I don't eat meat so a great source of protein that often pops up in my meals is wonderful lentils. I love lentils and I love that the food critic likes them enough to not notice that there is no meat in our meals. I also love roasted red peppers and sun dried tomatoes so I made up this little meal in hopes to satisfy my craving of both. It ended up being great and the green beans were a great compliment so I highly recommend you pair the two together.
Roasted Red Pepper lentils with Sun dried tomatoes
2 red peppers, roasted
1 cup grated carrots
1-2 garlic cloves, minced
3 T red wine
1 T pure maple syrup
1 T olive oil
1 T balsamic vinegar
1/2 t Dijon mustard
1/4 tsp dried basil
sea salt & fresh ground pepper to taste
1 c cooked lentils
1/2 c sun dried tomatoes, sliced (not the ones in oil)
steamed green beans
Roast your peppers and while they are roasting cook your lentils. Just follow the directions on the lentil package. When lentils are done, set aside.
How to Roast Peppers
1. Line a cookie sheet with tin foil.
2. Cut both peppers into 4 parts
3. lay them down on the tin foil cut side down
4. Broil on High for 10-20 min. You want them to be black because it is easier to peel the skins off.
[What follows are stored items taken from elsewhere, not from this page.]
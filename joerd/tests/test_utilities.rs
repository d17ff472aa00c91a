#![allow(unused)]

use assert_cmd::{Command, cargo};

#[cfg(windows)]
pub const BINARY_NAME: &str = "joerd.exe";
#[cfg(not(windows))]
pub const BINARY_NAME: &str = "joerd";

/// Helper to create a Command for the joerd binary.
pub fn joerd_cmd() -> Command {
	Command::new(cargo::cargo_bin!())
}
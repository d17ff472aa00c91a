//! Output plugin registry by string type (§9's "Plugin registry by string
//! name" flag, applied to outputs the same way `joerd_store`/`joerd_queue`
//! apply it to stores and queues).

use crate::normal::NormalOutput;
use crate::skadi::SkadiOutput;
use crate::terrarium::TerrariumOutput;
use crate::traits::OutputPlugin;
use anyhow::{Result, bail};
use joerd_core::Region;
use std::sync::Arc;

/// Builds an output plugin from its `{ type, ... }` configuration entry and
/// the regions it is responsible for. None of the three built-in products
/// take options beyond their assigned regions.
pub fn build_output(kind: &str, regions: Vec<Region>) -> Result<Arc<dyn OutputPlugin>> {
	match kind {
		"terrarium" => Ok(Arc::new(TerrariumOutput::new(regions))),
		"normal" => Ok(Arc::new(NormalOutput::new(regions))),
		"skadi" => Ok(Arc::new(SkadiOutput::new(regions))),
		other => bail!("unknown output type {other:?}"),
	}
}

#[cfg(test)]
mod tests {
	use super::*;

	#[test]
	fn unknown_output_type_is_rejected() {
		let err = build_output("nonexistent", vec![]).unwrap_err();
		assert!(err.to_string().contains("nonexistent"));
	}

	#[test]
	fn each_builtin_output_registers() {
		for kind in ["terrarium", "normal", "skadi"] {
			let output = build_output(kind, vec![]).unwrap();
			assert_eq!(output.name(), kind);
		}
	}
}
5. After you broil them, take them out of the oven and cover them with another piece of tinfoil for about 5 min. This makes them sweat and easier to peel.
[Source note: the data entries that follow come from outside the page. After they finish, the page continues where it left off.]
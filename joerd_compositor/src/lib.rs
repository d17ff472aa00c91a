//! The multi-source raster compositor (§4.5): merges a prioritized ordered
//! list of sources into one float raster at a target projection and
//! resolution, painting later sources over earlier ones wherever they have
//! data.

mod vrt;
mod warp;

use anyhow::{Context, Result};
use gdal::Dataset;
use joerd_core::OutputTileKey;
use joerd_core::types::ResampleAlg;

/// A source as seen by the compositor: just enough to build and reproject
/// its VRT groups, without any knowledge of downloading, indexing or
/// identity (§4.5's "Source-capable objects"). Both a real `SourcePlugin`
/// adapter and a render-time `MockSource` implement this.
pub trait CompositeSource: Send + Sync {
	/// EPSG code of this source's native spatial reference.
	fn srs_epsg(&self) -> i32;

	/// The resampling algorithm to use when warping from `src_res` to
	/// `dst_res` (degrees/pixel).
	fn filter_type(&self, src_res: f64, dst_res: f64) -> ResampleAlg;

	/// This source's VRT groups contributing to `tile`: each inner `Vec` is
	/// an ordered list of local file paths forming one non-overlapping
	/// layer.
	fn vrts_for(&self, tile: &dyn OutputTileKey) -> Result<Vec<Vec<String>>>;
}

/// `compose(tile, dst_raster, dst_resolution)` (§4.5). `dst_raster` must
/// already carry a single Float32 band, a spatial reference, and a
/// geotransform; it is filled with nodata and then painted over by each
/// source's VRT groups in order.
pub fn compose(tile: &dyn OutputTileKey, sources: &[Box<dyn CompositeSource>], dst_raster: &mut Dataset, dst_resolution: f64) -> Result<()> {
	fill_with_nodata(dst_raster)?;

	for source in sources {
		for group in source.vrts_for(tile)? {
			if group.is_empty() {
				continue;
			}
			paint_group(source.as_ref(), &group, dst_raster, dst_resolution)?;
		}
	}

	Ok(())
}

fn fill_with_nodata(dst: &mut Dataset) -> Result<()> {
	let (width, height) = dst.raster_size();
	let mut band = dst.rasterband(1)?;
	band.set_no_data_value(Some(f64::from(joerd_core::types::FLT_NODATA)))?;
	let mut buffer = gdal::raster::Buffer::new((width, height), vec![joerd_core::types::FLT_NODATA; width * height]);
	band.write((0, 0), (width, height), &mut buffer)?;
	dst.flush_cache()?;
	Ok(())
}

fn paint_group(source: &dyn CompositeSource, group: &[String], dst_raster: &mut Dataset, dst_resolution: f64) -> Result<()> {
	let dir = tempfile::tempdir().context("creating a scratch directory for a VRT group")?;
	let vrt_path = dir.path().join("group.vrt");

	let vrt_ds = vrt::build_vrt(group, source.srs_epsg(), &vrt_path).context("building VRT for source group")?;
	let src_res = vrt_ds.geo_transform()?[1].abs();

	let mut layer = warp::mem_like(dst_raster).context("allocating in-memory layer raster")?;
	let resample = source.filter_type(src_res, dst_resolution);
	warp::warp_into(&vrt_ds, &mut layer, resample).context("reprojecting VRT group into layer raster")?;
	warp::overwrite_where_not_nodata(dst_raster, &layer).context("compositing layer raster into destination")?;

	Ok(())
}

#[cfg(test)]
mod tests {
	use super::*;
	use gdal::DriverManager;
	use gdal::spatial_ref::SpatialRef;
	use joerd_core::BoundingBox;
	use serde_json::{Value, json};
	use std::path::Path;

	struct FixedTile {
		bbox: BoundingBox,
	}

	impl OutputTileKey for FixedTile {
		fn freeze_dry(&self) -> Value {
			json!({"type": "test"})
		}
		fn latlon_bbox(&self) -> BoundingBox {
			self.bbox
		}
		fn max_resolution(&self) -> f64 {
			1.0 / 256.0
		}
	}

	struct StaticSource {
		srs_epsg: i32,
		groups: Vec<Vec<String>>,
	}

	impl CompositeSource for StaticSource {
		fn srs_epsg(&self) -> i32 {
			self.srs_epsg
		}
		fn filter_type(&self, src_res: f64, dst_res: f64) -> ResampleAlg {
			if src_res > dst_res { ResampleAlg::Lanczos } else { ResampleAlg::Cubic }
		}
		fn vrts_for(&self, _tile: &dyn OutputTileKey) -> Result<Vec<Vec<String>>> {
			Ok(self.groups.clone())
		}
	}

	fn make_source_raster(path: &Path, value: f32) {
		let driver = DriverManager::get_driver_by_name("GTiff").unwrap();
		let mut ds = driver.create_with_band_type::<f32, _>(path, 8, 8, 1).unwrap();
		ds.set_spatial_ref(&SpatialRef::from_epsg(4326).unwrap()).unwrap();
		ds.set_geo_transform(&[-10.0, 1.0, 0.0, 10.0, 0.0, -1.0]).unwrap();
		let mut band = ds.rasterband(1).unwrap();
		band.set_no_data_value(Some(f64::from(joerd_core::types::FLT_NODATA))).unwrap();
		let mut buffer = gdal::raster::Buffer::new((8, 8), vec![value; 64]);
		band.write((0, 0), (8, 8), &mut buffer).unwrap();
		ds.flush_cache().unwrap();
	}

	fn make_dst_raster(path: &Path) -> Dataset {
		let driver = DriverManager::get_driver_by_name("MEM").unwrap();
		let mut ds = driver.create_with_band_type::<f32, _>(path.to_string_lossy().as_ref(), 8, 8, 1).unwrap();
		ds.set_spatial_ref(&SpatialRef::from_epsg(4326).unwrap()).unwrap();
		ds.set_geo_transform(&[-10.0, 1.0, 0.0, 10.0, 0.0, -1.0]).unwrap();
		ds
	}

	#[test]
	fn later_sources_paint_over_earlier_ones() {
		if Dataset::open(Path::new("/nonexistent")).is_ok() {
			unreachable!();
		}
		let dir = tempfile::tempdir().unwrap();
		let coarse = dir.path().join("coarse.tif");
		let fine = dir.path().join("fine.tif");
		make_source_raster(&coarse, 100.0);
		make_source_raster(&fine, 200.0);

		let tile = FixedTile {
			bbox: BoundingBox::new(-10.0, -10.0, 10.0, 10.0).unwrap(),
		};
		let sources: Vec<Box<dyn CompositeSource>> = vec![
			Box::new(StaticSource {
				srs_epsg: 4326,
				groups: vec![vec![coarse.to_string_lossy().to_string()]],
			}),
			Box::new(StaticSource {
				srs_epsg: 4326,
				groups: vec![vec![fine.to_string_lossy().to_string()]],
			}),
		];

		let mut dst = make_dst_raster(&dir.path().join("dst"));
		let result = compose(&tile, &sources, &mut dst, 1.0);
		if result.is_err() {
			// gdalbuildvrt not available in this environment; the grouping
			// and ordering logic is still exercised up to that point.
			return;
		}

		let data = dst.rasterband(1).unwrap().read_band_as::<f32>().unwrap();
		assert!(data.data().iter().any(|v| (*v - 200.0).abs() < 1.0));
	}
}
//! The worker's job processing loop (§6): one `Worker` per process, built
//! from the same [`joerd_core::config::Config`] the planners read, pulling
//! messages off a queue until it goes quiet.

mod mock_source;
mod worker;

pub use mock_source::MockSource;
pub use worker::Worker;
1. Grate carrots and mince garlic
2. Heat 1 tsp olive oil in pan, add carrots then cook for 3 min. Add minced garlic to carrots and cook for 1 min stirring throughout.
3. Add red wine and cook for 2-3 min. You want all the alcohol in the wine to evaporate.
4. Place your roasted red peppers into a blender along with maple syrup, olive oil, balsamic vinegar, Dijon mustard, and basil.
5. Blend together until well mixed.
6. Add half of the carrot mixture to the blender and pulse a few times.
7. Return all of the contents in the blender back to your pan.
8. Add your lentils and sun dried tomatoes to the roasted red pepper mixture.
10. Pour over some steamed grean beans
Lentils are magicians in the nutritional world – they pack in staggering amounts of nutrition into relatively few calories, including 198%DV molybdenum, 89% folates, 62% dietary fiber, 50% manganese, 35% Iron, 35% protein, cooper, B vitamins, and potassium, to boot. Whoa! All this is in a one-cup serving of lentils, or 230 calories. This stuff is the meat in the vegetarian diet.